Data for analysis
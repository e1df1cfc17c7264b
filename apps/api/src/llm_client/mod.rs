/// LLM Client: the single point of entry for all Claude API calls in the assistant.
///
/// ARCHITECTURAL RULE: No workflow node may call the Anthropic API directly.
/// Nodes receive an `Arc<dyn ChatModel>` and speak in role-tagged `Message`s;
/// `LlmClient` is the production implementation of that boundary.
///
/// Model: claude-sonnet-4-5 (hardcoded, not configurable)
use async_trait::async_trait;
use reqwest::Client;
use serde::{Deserialize, Serialize};
use thiserror::Error;
use tracing::{debug, warn};

pub mod prompts;
#[cfg(test)]
pub mod scripted;

const ANTHROPIC_API_URL: &str = "https://api.anthropic.com/v1/messages";
const ANTHROPIC_VERSION: &str = "2023-06-01";
/// The model used for all LLM calls.
/// This is intentionally hardcoded to prevent accidental drift.
pub const MODEL: &str = "claude-sonnet-4-5";
const MAX_TOKENS: u32 = 4096;
const MAX_RETRIES: u32 = 3;
/// Sent ahead of a transcript whose first turn is the assistant's.
const OPENING_TURN: &str = "Please begin.";

/// Errors raised at the LLM boundary. Every variant is an external-service failure
/// from the workflow's point of view.
#[derive(Debug, Error)]
pub enum LlmError {
    #[error("HTTP error: {0}")]
    Http(#[from] reqwest::Error),

    #[error("API error (status {status}): {message}")]
    Api { status: u16, message: String },

    #[error("JSON parse error: {0}")]
    Parse(#[from] serde_json::Error),

    #[error("Rate limited after {retries} retries")]
    RateLimited { retries: u32 },

    #[error("LLM returned empty content")]
    EmptyContent,

    #[error("Conversation has no user or assistant turns")]
    EmptyConversation,
}

// ────────────────────────────────────────────────────────────────────────────
// Conversation model
// ────────────────────────────────────────────────────────────────────────────

/// Author of a conversation turn.
#[derive(Debug, Clone, Copy, PartialEq, Eq, Serialize, Deserialize)]
#[serde(rename_all = "lowercase")]
pub enum Role {
    System,
    Human,
    Assistant,
}

/// One role-tagged turn. Transcripts are ordered and append-only within a run.
#[derive(Debug, Clone, PartialEq, Eq, Serialize, Deserialize)]
pub struct Message {
    pub role: Role,
    pub content: String,
}

impl Message {
    pub fn system(content: impl Into<String>) -> Self {
        Self {
            role: Role::System,
            content: content.into(),
        }
    }

    pub fn human(content: impl Into<String>) -> Self {
        Self {
            role: Role::Human,
            content: content.into(),
        }
    }

    pub fn assistant(content: impl Into<String>) -> Self {
        Self {
            role: Role::Assistant,
            content: content.into(),
        }
    }
}

/// A single text completion.
#[derive(Debug, Clone, PartialEq, Eq)]
pub struct Completion {
    pub content: String,
}

/// The chat-model boundary every workflow node talks to.
///
/// Carried by the workflows as `Arc<dyn ChatModel>`, so tests can swap in a
/// scripted model without touching node code.
#[async_trait]
pub trait ChatModel: Send + Sync {
    /// Sends the ordered conversation and returns one completion. No streaming.
    async fn invoke(&self, messages: &[Message]) -> Result<Completion, LlmError>;
}

// ────────────────────────────────────────────────────────────────────────────
// Anthropic wire types
// ────────────────────────────────────────────────────────────────────────────

#[derive(Debug, Serialize)]
struct AnthropicRequest<'a> {
    model: &'a str,
    max_tokens: u32,
    #[serde(skip_serializing_if = "str::is_empty")]
    system: &'a str,
    messages: Vec<AnthropicMessage>,
}

#[derive(Debug, Serialize)]
struct AnthropicMessage {
    role: &'static str,
    content: String,
}

#[derive(Debug, Deserialize)]
pub struct LlmResponse {
    pub content: Vec<ContentBlock>,
    pub usage: Usage,
}

#[derive(Debug, Deserialize)]
pub struct ContentBlock {
    #[serde(rename = "type")]
    pub block_type: String,
    pub text: Option<String>,
}

#[derive(Debug, Deserialize)]
pub struct Usage {
    pub input_tokens: u32,
    pub output_tokens: u32,
}

impl LlmResponse {
    /// Extracts the text content from the first text block.
    pub fn text(&self) -> Option<&str> {
        self.content
            .iter()
            .find(|b| b.block_type == "text")
            .and_then(|b| b.text.as_deref())
    }
}

#[derive(Debug, Deserialize)]
struct AnthropicError {
    error: AnthropicErrorBody,
}

#[derive(Debug, Deserialize)]
struct AnthropicErrorBody {
    message: String,
}

/// Splits a transcript into the Anthropic `system` string and the user/assistant turns.
///
/// System messages may appear anywhere; they are concatenated in order.
/// The API wants strictly alternating turns that open with the user, so
/// back-to-back turns from one side are joined and a transcript that opens
/// with the assistant gets a short user turn in front.
fn split_system(messages: &[Message]) -> (String, Vec<AnthropicMessage>) {
    let system = messages
        .iter()
        .filter(|m| m.role == Role::System)
        .map(|m| m.content.trim())
        .collect::<Vec<_>>()
        .join("\n\n");

    let mut turns: Vec<AnthropicMessage> = Vec::new();
    for m in messages {
        let role = match m.role {
            Role::System => continue,
            Role::Human => "user",
            Role::Assistant => "assistant",
        };
        match turns.last_mut() {
            Some(last) if last.role == role => {
                last.content.push_str("\n\n");
                last.content.push_str(&m.content);
            }
            None if role == "assistant" => {
                turns.push(AnthropicMessage {
                    role: "user",
                    content: OPENING_TURN.to_string(),
                });
                turns.push(AnthropicMessage {
                    role,
                    content: m.content.clone(),
                });
            }
            _ => turns.push(AnthropicMessage {
                role,
                content: m.content.clone(),
            }),
        }
    }

    (system, turns)
}

// ────────────────────────────────────────────────────────────────────────────
// Client
// ────────────────────────────────────────────────────────────────────────────

/// The production chat model.
/// Wraps the Anthropic Messages API with retry logic.
#[derive(Clone)]
pub struct LlmClient {
    client: Client,
    api_key: String,
}

impl LlmClient {
    pub fn new(api_key: String) -> Self {
        Self {
            client: Client::builder()
                .timeout(std::time::Duration::from_secs(120))
                .build()
                .expect("Failed to build HTTP client"),
            api_key,
        }
    }

    /// Makes a raw call to the Claude API, returning the full response object.
    /// Retries on 429 (rate limit), 5xx and transport errors with exponential backoff.
    pub async fn call(&self, messages: &[Message]) -> Result<LlmResponse, LlmError> {
        let (system, turns) = split_system(messages);
        if turns.is_empty() {
            return Err(LlmError::EmptyConversation);
        }

        let request_body = AnthropicRequest {
            model: MODEL,
            max_tokens: MAX_TOKENS,
            system: &system,
            messages: turns,
        };

        let mut last_error: Option<LlmError> = None;

        for attempt in 0..MAX_RETRIES {
            if attempt > 0 {
                // Exponential backoff: 1s, 2s, 4s
                let delay = std::time::Duration::from_millis(1000 * (1 << (attempt - 1)));
                warn!(
                    "LLM call attempt {} failed, retrying after {}ms...",
                    attempt,
                    delay.as_millis()
                );
                tokio::time::sleep(delay).await;
            }

            let response = self
                .client
                .post(ANTHROPIC_API_URL)
                .header("x-api-key", &self.api_key)
                .header("anthropic-version", ANTHROPIC_VERSION)
                .header("content-type", "application/json")
                .json(&request_body)
                .send()
                .await;

            let response = match response {
                Ok(r) => r,
                Err(e) => {
                    last_error = Some(LlmError::Http(e));
                    continue;
                }
            };

            let status = response.status();

            if status.as_u16() == 429 || status.is_server_error() {
                let body = response.text().await.unwrap_or_default();
                warn!("LLM API returned {}: {}", status, body);
                last_error = Some(LlmError::Api {
                    status: status.as_u16(),
                    message: body,
                });
                continue;
            }

            if !status.is_success() {
                let body = response.text().await.unwrap_or_default();
                // Try to parse error message
                let message = serde_json::from_str::<AnthropicError>(&body)
                    .map(|e| e.error.message)
                    .unwrap_or(body);
                return Err(LlmError::Api {
                    status: status.as_u16(),
                    message,
                });
            }

            let llm_response: LlmResponse = response.json().await?;

            debug!(
                "LLM call succeeded: input_tokens={}, output_tokens={}",
                llm_response.usage.input_tokens, llm_response.usage.output_tokens
            );

            return Ok(llm_response);
        }

        Err(last_error.unwrap_or(LlmError::RateLimited {
            retries: MAX_RETRIES,
        }))
    }
}

#[async_trait]
impl ChatModel for LlmClient {
    async fn invoke(&self, messages: &[Message]) -> Result<Completion, LlmError> {
        let response = self.call(messages).await?;
        let text = response.text().ok_or(LlmError::EmptyContent)?;
        Ok(Completion {
            content: text.to_string(),
        })
    }
}

#[cfg(test)]
mod tests {
    use super::*;

    #[test]
    fn test_split_system_joins_system_turns_in_order() {
        let messages = vec![
            Message::system("You review resumes."),
            Message::human("Rate this."),
            Message::system("Be brief."),
            Message::assistant("Looks fine."),
        ];
        let (system, turns) = split_system(&messages);

        assert_eq!(system, "You review resumes.\n\nBe brief.");
        assert_eq!(turns.len(), 2);
        assert_eq!(turns[0].role, "user");
        assert_eq!(turns[0].content, "Rate this.");
        assert_eq!(turns[1].role, "assistant");
    }

    #[test]
    fn test_split_system_alternates_turns() {
        let messages = vec![
            Message::system("You interview candidates."),
            Message::assistant("Welcome."),
            Message::assistant("First question?"),
            Message::human("An answer."),
            Message::human("More detail."),
            Message::assistant("Next question?"),
        ];
        let (_, turns) = split_system(&messages);

        let roles: Vec<_> = turns.iter().map(|t| t.role).collect();
        assert_eq!(roles, vec!["user", "assistant", "user", "assistant"]);
        assert_eq!(turns[0].content, OPENING_TURN);
        assert_eq!(turns[1].content, "Welcome.\n\nFirst question?");
        assert_eq!(turns[2].content, "An answer.\n\nMore detail.");
        assert_eq!(turns[3].content, "Next question?");
    }

    #[test]
    fn test_split_system_without_system_turns() {
        let messages = vec![Message::human("hello")];
        let (system, turns) = split_system(&messages);
        assert!(system.is_empty());
        assert_eq!(turns.len(), 1);
    }

    #[test]
    fn test_request_omits_empty_system() {
        let messages = vec![Message::human("hello")];
        let (system, turns) = split_system(&messages);
        let body = AnthropicRequest {
            model: MODEL,
            max_tokens: MAX_TOKENS,
            system: &system,
            messages: turns,
        };
        let json = serde_json::to_value(&body).unwrap();
        assert!(json.get("system").is_none());
        assert_eq!(json["messages"][0]["role"], "user");
    }

    #[test]
    fn test_response_text_picks_first_text_block() {
        let json = r#"{
            "content": [
                {"type": "tool_use", "text": null},
                {"type": "text", "text": "first"},
                {"type": "text", "text": "second"}
            ],
            "usage": {"input_tokens": 10, "output_tokens": 2}
        }"#;
        let response: LlmResponse = serde_json::from_str(json).unwrap();
        assert_eq!(response.text(), Some("first"));
    }

    #[test]
    fn test_message_roles_serialize_lowercase() {
        let json = serde_json::to_string(&Message::human("hi")).unwrap();
        assert_eq!(json, r#"{"role":"human","content":"hi"}"#);
    }

    #[tokio::test]
    async fn test_call_rejects_system_only_conversation() {
        let client = LlmClient::new("test-key".to_string());
        let result = client.call(&[Message::system("only system")]).await;
        assert!(matches!(result, Err(LlmError::EmptyConversation)));
    }
}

Task requirements
Would you output, unchanged, each line from the start of the records to the line that holds "prevent accidental drift.", both included and nothing else?

Answer space
repository e1df1cfc17c7264b
filename apps/api/src/llm_client/mod.rs
/// LLM Client: the single point of entry for all Claude API calls in the assistant.
///
/// ARCHITECTURAL RULE: No workflow node may call the Anthropic API directly.
/// Nodes receive an `Arc<dyn ChatModel>` and speak in role-tagged `Message`s;
/// `LlmClient` is the production implementation of that boundary.
///
/// Model: claude-sonnet-4-5 (hardcoded, not configurable)
use async_trait::async_trait;
use reqwest::Client;
use serde::{Deserialize, Serialize};
use thiserror::Error;
use tracing::{debug, warn};

pub mod prompts;
#[cfg(test)]
pub mod scripted;

const ANTHROPIC_API_URL: &str = "https://api.anthropic.com/v1/messages";
const ANTHROPIC_VERSION: &str = "2023-06-01";
/// The model used for all LLM calls.
/// This is intentionally hardcoded to prevent accidental drift.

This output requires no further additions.